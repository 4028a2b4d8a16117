use serde::Serialize;
use thiserror::Error;

use crate::fetch::FetchedImage;

/// Fill size of a shape in document pixels. Both sides are positive.
#[derive(Debug, Clone, Copy, PartialEq, Eq, Serialize)]
pub struct Dimensions {
    pub width: u32,
    pub height: u32,
}

impl Dimensions {
    pub fn new(width: u32, height: u32) -> Option<Self> {
        (width > 0 && height > 0).then_some(Self { width, height })
    }

    /// Rounds fractional document sizes to whole pixels, keeping at least 1.
    /// Non-finite or non-positive sizes have no dimensions.
    pub fn from_f64(width: f64, height: f64) -> Option<Self> {
        let side = |v: f64| {
            if v.is_finite() && v > 0.0 {
                Some(v.round().clamp(1.0, u32::MAX as f64) as u32)
            } else {
                None
            }
        };
        Self::new(side(width)?, side(height)?)
    }
}

#[derive(Debug, Clone, PartialEq, Eq, Error)]
#[error("{kind} is not supported")]
pub struct UnsupportedShape {
    pub kind: String,
}

/// A selected document shape that can receive an image fill.
pub trait TargetShape {
    /// Host kind name, e.g. `Rectangle`, used in skip reports.
    fn kind(&self) -> &str;

    fn fill_dimensions(&self) -> Result<Dimensions, UnsupportedShape>;

    /// Sets the shape's fill to `image` and enables the fill.
    fn apply_image_fill(&mut self, image: &FetchedImage);
}

impl<T: TargetShape + ?Sized> TargetShape for &mut T {
    fn kind(&self) -> &str {
        (**self).kind()
    }

    fn fill_dimensions(&self) -> Result<Dimensions, UnsupportedShape> {
        (**self).fill_dimensions()
    }

    fn apply_image_fill(&mut self, image: &FetchedImage) {
        (**self).apply_image_fill(image)
    }
}

#[cfg(test)]
mod tests {
    use super::*;

    #[test]
    fn zero_sides_have_no_dimensions() {
        assert_eq!(Dimensions::new(0, 10), None);
        assert_eq!(Dimensions::new(10, 0), None);
        assert!(Dimensions::new(1, 1).is_some());
    }

    #[test]
    fn fractional_sizes_round_with_minimum_of_one() {
        assert_eq!(
            Dimensions::from_f64(399.6, 0.2),
            Dimensions::new(400, 1)
        );
        assert_eq!(Dimensions::from_f64(-5.0, 10.0), None);
        assert_eq!(Dimensions::from_f64(f64::NAN, 10.0), None);
    }
}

========================================

▶ PROBLEM DETAILS:
All lines of the data are to be repeated exactly as they stand.

▶ SOLUTION TO THIS EXERCISE:
repository 4028a2b4d8a16117
use serde::Serialize;
use thiserror::Error;

use crate::fetch::FetchedImage;

/// Fill size of a shape in document pixels. Both sides are positive.
#[derive(Debug, Clone, Copy, PartialEq, Eq, Serialize)]
pub struct Dimensions {
    pub width: u32,
    pub height: u32,
}

impl Dimensions {
    pub fn new(width: u32, height: u32) -> Option<Self> {
        (width > 0 && height > 0).then_some(Self { width, height })
    }

    /// Rounds fractional document sizes to whole pixels, keeping at least 1.
    /// Non-finite or non-positive sizes have no dimensions.
    pub fn from_f64(width: f64, height: f64) -> Option<Self> {
        let side = |v: f64| {
            if v.is_finite() && v > 0.0 {
                Some(v.round().clamp(1.0, u32::MAX as f64) as u32)
            } else {
                None
            }
        };
        Self::new(side(width)?, side(height)?)
    }
}

#[derive(Debug, Clone, PartialEq, Eq, Error)]
#[error("{kind} is not supported")]
pub struct UnsupportedShape {
    pub kind: String,
}

/// A selected document shape that can receive an image fill.
pub trait TargetShape {
    /// Host kind name, e.g. `Rectangle`, used in skip reports.
    fn kind(&self) -> &str;

    fn fill_dimensions(&self) -> Result<Dimensions, UnsupportedShape>;

    /// Sets the shape's fill to `image` and enables the fill.
    fn apply_image_fill(&mut self, image: &FetchedImage);
}

impl<T: TargetShape + ?Sized> TargetShape for &mut T {
    fn kind(&self) -> &str {
        (**self).kind()
    }

    fn fill_dimensions(&self) -> Result<Dimensions, UnsupportedShape> {
        (**self).fill_dimensions()
    }

    fn apply_image_fill(&mut self, image: &FetchedImage) {
        (**self).apply_image_fill(image)
    }
}

#[cfg(test)]
mod tests {
    use super::*;

    #[test]
    fn zero_sides_have_no_dimensions() {
        assert_eq!(Dimensions::new(0, 10), None);
        assert_eq!(Dimensions::new(10, 0), None);
        assert!(Dimensions::new(1, 1).is_some());
    }

    #[test]
    fn fractional_sizes_round_with_minimum_of_one() {
        assert_eq!(
            Dimensions::from_f64(399.6, 0.2),
            Dimensions::new(400, 1)
        );
        assert_eq!(Dimensions::from_f64(-5.0, 10.0), None);
        assert_eq!(Dimensions::from_f64(f64::NAN, 10.0), None);
    }
}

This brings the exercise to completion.